Soufiane Laghmouchi

Personal information
- Full name: Soufiane Laghmouchi
- Date of birth: 10 August 1990 (age 36)
- Place of birth: Barneveld, Netherlands
- Height: 1.79 m (5 ft 10 in)
- Position: Winger

Team information
- Current team: Sportlust '46
- Number: 8

Youth career
- Vitesse/AGOVV

Senior career*
- Years: Team / Apps / (Gls)
- 2010–2013: AGOVV / 67 / (6)
- 2013–2014: Volendam / 44 / (11)
- 2014–2015: Emmen / 28 / (3)
- 2015–2016: Volendam / 28 / (4)
- 2016–2017: AFC Eskilstuna / 0 / (0)
- 2017–2020: GVVV / 81 / (19)
- 2020–2021: TEC / 2 / (0)
- 2021–2023: Scherpenzeel / 15 / (7)
- 2023–: Sportlust '46 / 15 / (2)

International career
- 2010: Morocco U23 / 7 / (3)

= Soufiane Laghmouchi =

Moroccan footballer

Soufiane Laghmouchi (born 10 August 1990) is a footballer who plays as a winger for Derde Divisie club Sportlust '46. He formerly played for AGOVV Apeldoorn, FC Emmen and FC Volendam. Born in the Netherlands, he represented Morocco at under-23 international level.

==Club career==
Laghmouchi, who was born in Barneveld, Netherlands, started playing football in the youth department of Vitesse/AGOVV, a cooperation between the youth departments of Vitesse Arnhem and AGOVV. In 2010, he earned a professional contract.
On 13 August 2010, he made his debut in professional football as a part of the AGOVV squad against Fortuna Sittard. AGOVV won the match 3–1.
After the bankruptcy of AGOVV Apeldoorn, Laghmouchi signed with FC Volendam until the end of the season.

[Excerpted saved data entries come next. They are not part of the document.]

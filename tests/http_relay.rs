mod support;

use std::time::Duration;

use relay_bridge::{ClassifierRelay, FeedbackPayload, FeedbackRelay, RelayError, ReportType};
use sentinel_cli::{HttpRelay, HttpRelayConfig};
use support::{spawn_backend, Backend, API_KEY};

fn relay(base_url: String, api_key: Option<&str>) -> HttpRelay {
    HttpRelay::new(HttpRelayConfig {
        base_url,
        api_key: api_key.map(str::to_string),
        timeout: Duration::from_secs(5),
    })
    .unwrap()
}

#[tokio::test]
async fn batch_results_follow_input_order() {
    let backend = spawn_backend(Backend::default()).await;
    let relay = relay(backend.base_url(), Some(API_KEY));

    let texts = vec!["Lovely weather today.".to_string(), "You are scum.".to_string()];
    let response = relay.classify_batch(&texts).await.unwrap();
    let results = response.checked(2).unwrap();

    assert_eq!(results[0].label, "NOT_HATE");
    assert_eq!(results[1].label, "HATE");
    assert_eq!(results[1].score, 0.91);
    assert_eq!(backend.recorded.lock().batches, vec![texts]);
}

#[tokio::test]
async fn single_prediction_uses_predict_endpoint() {
    let backend = spawn_backend(Backend::default()).await;
    let relay = relay(format!("{}/", backend.base_url()), Some(API_KEY));

    let verdict = relay.classify_single("Take out the trash.").await.unwrap();
    assert_eq!(verdict.label, "HATE");
    assert!(backend.recorded.lock().batches.is_empty());
}

#[tokio::test]
async fn missing_api_key_is_rejected_with_server_message() {
    let backend = spawn_backend(Backend::default()).await;
    let relay = relay(backend.base_url(), None);

    let err = relay.classify_single("hello there").await.unwrap_err();
    assert_eq!(
        err,
        RelayError::Rejected {
            status: 401,
            message: "missing or invalid api key".into(),
        }
    );
}

#[tokio::test]
async fn feedback_reports_are_posted_as_snake_case() {
    let backend = spawn_backend(Backend::default()).await;
    let relay = relay(backend.base_url(), Some(API_KEY));

    relay
        .submit_feedback(&FeedbackPayload {
            text: "You are scum.".into(),
            report_type: ReportType::NotHate,
        })
        .await
        .unwrap();

    let reports = backend.recorded.lock().reports.clone();
    assert_eq!(reports.len(), 1);
    assert_eq!(reports[0]["report_type"], "not_hate");
    assert_eq!(reports[0]["text"], "You are scum.");
}

#[tokio::test]
async fn failing_report_endpoint_surfaces_status() {
    let backend = spawn_backend(Backend {
        reject_reports: true,
        ..Backend::default()
    })
    .await;
    let relay = relay(backend.base_url(), Some(API_KEY));

    let err = relay
        .submit_feedback(&FeedbackPayload {
            text: "x".into(),
            report_type: ReportType::Flag,
        })
        .await
        .unwrap_err();
    assert!(matches!(err, RelayError::Rejected { status: 500, .. }));
}

#[tokio::test]
async fn unreachable_host_is_a_transport_error() {
    let relay = HttpRelay::new(HttpRelayConfig {
        base_url: "http://127.0.0.1:9".into(),
        api_key: None,
        timeout: Duration::from_millis(500),
    })
    .unwrap();
    let err = relay.classify_single("hello").await.unwrap_err();
    assert!(matches!(err, RelayError::Transport(_)));
}
use std::sync::atomic::{AtomicBool, Ordering};
use std::sync::Arc;
use std::time::Duration;

use parking_lot::Mutex;
use tokio::runtime::Handle;
use tokio::task::JoinHandle;
use tokio::time::sleep;
use tracing::{debug, trace, warn};

use feedback_queue::{FeedbackAction, FeedbackQueue, FeedbackRequest, SubmitOutcome};
use page_dom::{Document, NodeId, SharedDocument, Viewport};
use scan_state::ScanStateStore;
use segmenter::sanitize_text;
use sentinel_core_types::{HighlightStyle, HATE_LABEL};
use sentinel_policy_center::OverlayPolicy;

use crate::controls::{build_controls, group_wrappers, toggle_reveal};
use crate::merge::{merge_spans, FlaggedSpan};
use crate::registry::{OverlayRegistry, Panel, Registration};
use crate::tooltip::{apply_placement, build_tooltip, format_score, tooltip_position, Verdict};
use crate::wrap::{unwrap_wrappers, wrap_range, INLINE_CLASS};
use crate::RenderError;

pub const HIGHLIGHT_CLASS: &str = "sentinel-highlight";

#[derive(Clone, Debug, PartialEq)]
pub struct RendererConfig {
    pub frame_interval: Duration,
    pub tooltip_gap: f64,
    pub viewport_margin: f64,
    /// Used when the host has not reported a box for the tooltip itself.
    pub tooltip_size: (f64, f64),
}

impl RendererConfig {
    pub fn from_policy(policy: &OverlayPolicy) -> Self {
        Self {
            frame_interval: Duration::from_millis(policy.frame_interval_ms.max(1)),
            tooltip_gap: policy.tooltip_gap_px,
            viewport_margin: policy.viewport_margin_px,
            tooltip_size: (240.0, 64.0),
        }
    }
}

impl Default for RendererConfig {
    fn default() -> Self {
        Self::from_policy(&sentinel_policy_center::default_policy().overlay)
    }
}

/// Everything needed to attach feedback UI to an already wrapped target.
#[derive(Clone, Debug)]
pub struct AttachRequest {
    pub target: NodeId,
    pub verdict: Verdict,
    pub wrappers: Vec<NodeId>,
    pub snippets: Vec<String>,
    pub style: HighlightStyle,
    pub signature: Option<String>,
}

#[derive(Clone, Copy, Debug, Eq, PartialEq)]
enum ControlAction {
    Toggle,
    Dismiss,
    Flag,
}

/// What a click on an annotation control led to.
#[derive(Clone, Debug, PartialEq)]
pub enum ControlOutcome {
    Toggled { revealed: bool },
    Dismissed,
    Sent,
    Queued,
    Failed { message: String },
    Ignored,
}

/// Owns the overlay registry and every DOM change made for annotations.
///
/// Synchronous methods take the document explicitly so callers that already hold the
/// page lock can use them; async ones lock [`SharedDocument`] themselves and never hold
/// it across an await.
pub struct AnnotationRenderer {
    doc: SharedDocument,
    config: RendererConfig,
    registry: Mutex<OverlayRegistry>,
    feedback: Arc<FeedbackQueue>,
    scan_state: Arc<ScanStateStore>,
    listening: AtomicBool,
    frame_queued: AtomicBool,
    frame_task: Mutex<Option<JoinHandle<()>>>,
}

In July 2014 he signed a 1-year contract with Dutch football club FC Emmen.

==International career==
Laghmouchi was called up for the Moroccan Olympic squad on 28 September 2010 by new coach Dutchman Pim Verbeek and he decided not to accept possible future call ups by the Netherlands football federation.